My Newsletter is a bit shorter than normal, so as not to distract you from replying to me! However, it could have been very lengthy indeed if I described in full the wonderful trip I enjoyed with Offbeat Safaris earlier this year. It was an 8-day ride across the Masai Mara staying in a mobile camp that is moved by a hard-working crew whilst you enjoy the scenery, the game and relaxing long lunch breaks.

Escarpment Camp

Even the drive to our first camp saw us stopping frequently – so much to see. A chameleon crossing the road, wildebeest calving, lions, hyenas, zebras, elephants. We arrived at a beautiful secluded camping spot in a shady glade. What to do first? Inspect our tents? Grab a beer? Eat lunch? Have a siesta? Check out the horses? Everything fitted in somehow and we had a relaxing first ride on well-schooled horses but they were as excited as we were to start the adventure.

Goliath Heron

The other campsites were equally memorable: nestled by a river in the heart of lion-country, high on the escarpment looking down onto the plains, and finally right on the banks of the Mara river with hippos for company.
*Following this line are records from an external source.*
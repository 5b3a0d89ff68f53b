//! Console report, one block per graph.

use std::io::{self, Write};

use wgraph_core::Graph;
use wgraph_paths::{BenchReport, Benchmark, Euclidean, SearchError};

const SEPARATOR: &str = "----------------------------------------";

/// Error from benchmarking a graph and writing its block.
#[derive(Debug, thiserror::Error)]
pub enum ReportError {
    #[error(transparent)]
    Io(#[from] io::Error),
    #[error(transparent)]
    Search(#[from] SearchError),
}

pub fn write_no_graphs(out: &mut impl Write) -> io::Result<()> {
    writeln!(out, "No valid graph files found in the folder.")
}

/// Benchmark `graph` from its start to its goal and write the full block.
pub fn write_graph(
    out: &mut impl Write,
    graph: &Graph,
    bench: &Benchmark,
) -> Result<(), ReportError> {
    write_header(out, graph)?;

    let goal = graph.goal();
    let report = bench.run(graph, graph.start(), goal, Euclidean::new(graph, goal))?;
    write_metrics(out, "Euclidean distance", &report)?;

    writeln!(out, "{SEPARATOR}")?;
    Ok(())
}

fn write_header(out: &mut impl Write, graph: &Graph) -> io::Result<()> {
    writeln!(out, "Processing graph: {}", graph.name())?;
    writeln!(out, "Number of nodes: {}", graph.len())?;
    writeln!(out, "Start node: {}, Goal node: {}", graph.start(), graph.goal())?;
    writeln!(out)
}

fn write_metrics(out: &mut impl Write, heuristic: &str, r: &BenchReport) -> io::Result<()> {
    writeln!(out, "Using {heuristic} heuristic:")?;
    writeln!(
        out,
        "Average nodes expanded: {:.2}, Average steps: {:.2}",
        r.avg_nodes_expanded(),
        r.avg_steps()
    )?;
    writeln!(
        out,
        "Average execution time: {:.9} ms ({:.9} ns)",
        r.avg_time_ms(),
        r.avg_time_ns()
    )?;
    writeln!(out, "Min execution time: {:.9} ms", r.min_time_ms())?;
    writeln!(out, "Path cost to goal: {:.9}", r.cost_or_sentinel())?;
    writeln!(out)
}
//! Shortest-path search over [`wgraph_core::Graph`] values.
//!
//! - **A\*** with a pluggable heuristic ([`astar`], [`AstarSearch`])
//! - **Dijkstra** single-source distances, used as a reference oracle
//!   ([`dijkstra_distances`])
//! - a **benchmark harness** that replays A* and averages its metrics
//!   ([`Benchmark`])
//!
//! Every search allocates its own frontier and cost arrays; nothing is
//! shared between runs.
//!
//! # Heuristics
//!
//! A* never reopens a node once it has been expanded. Costs are therefore
//! optimal only when the [`Heuristic`] is *consistent*: for every edge
//! `(u, v, w)`, `h(u) <= w + h(v)`. [`Euclidean`] is consistent whenever
//! every edge weight is at least the straight-line distance between its
//! endpoints; [`Zero`] is always consistent.

mod astar;
mod bench;
mod dijkstra;
mod error;
#[cfg(test)]
mod fixtures;
mod frontier;
mod heuristic;
mod traits;

pub use astar::{AstarSearch, SearchResult, Step, UNREACHABLE, astar};
pub use bench::{BenchReport, Benchmark, DEFAULT_RUNS};
pub use dijkstra::dijkstra_distances;
pub use error::SearchError;
pub use heuristic::{Euclidean, Zero};
pub use traits::{Heuristic, WeightedPather};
It was an action-packed and fun week. Excellent horses, good going and fantastic game. Our guides, Joss and Megan, gave 110% throughout, answering all our questions about the animals and birds and keeping our glasses topped up. The rest of the camp staff worked equally hard, producing amazing food in the most basic of kitchens, filling showers, keeping our clothes clean and even polishing our boots! It was tough at the end to say our farewells.

Martial Eagle

Offbeat Safaris rides are for experienced riders only, with long hours in the saddle and often at a fast pace on the open plains. For those who would like a taster and are less experienced, Ride Kenya now offer day rides in the heart of the Masai Mara. This is new option, and I am pleased to confirm that they have a range of lovely horses operating from the most beautiful stables. During my ride with them we saw the full range of plains game and nearly bumped into a mating pair of lions. Memorable for me, but the horses barely broke their stride as we walked calmly away!

It is now 25 years since my first walking safari in Zimbabwe. The old diaries were an entertaining fire-side read during our March snow. Camps were markedly less luxurious back then, although the hospitality was just as good. It’s been interesting to be reminded of my own views on looking at the wildlife: “Oh no! We had to sit and watch some bird again for ages today.” “Saw a big bird, an eagle of some sort”. How times have changed, with a new lifer now quite a rarity! I am thrilled when first-timers return with a respectable bird list.

Secretary Bird

Clients who are experienced birders and who have been travelling with me for 12 years came back from Kenya this February having notched up a count of 189. When you see a Goliath Heron standing 1.4m tall, or a Martial Eagle with a wing span of nine feet, or the shy Secretary Bird– you must show interest. Thanks to Ken Frankcom for the great photos of those species. My top lifer this trip was with Steve in Laikipia Wilderness: the red and yellow Barbet that features on the cover of Stevenson and Fanshawe, the definitive East Africa bird guide.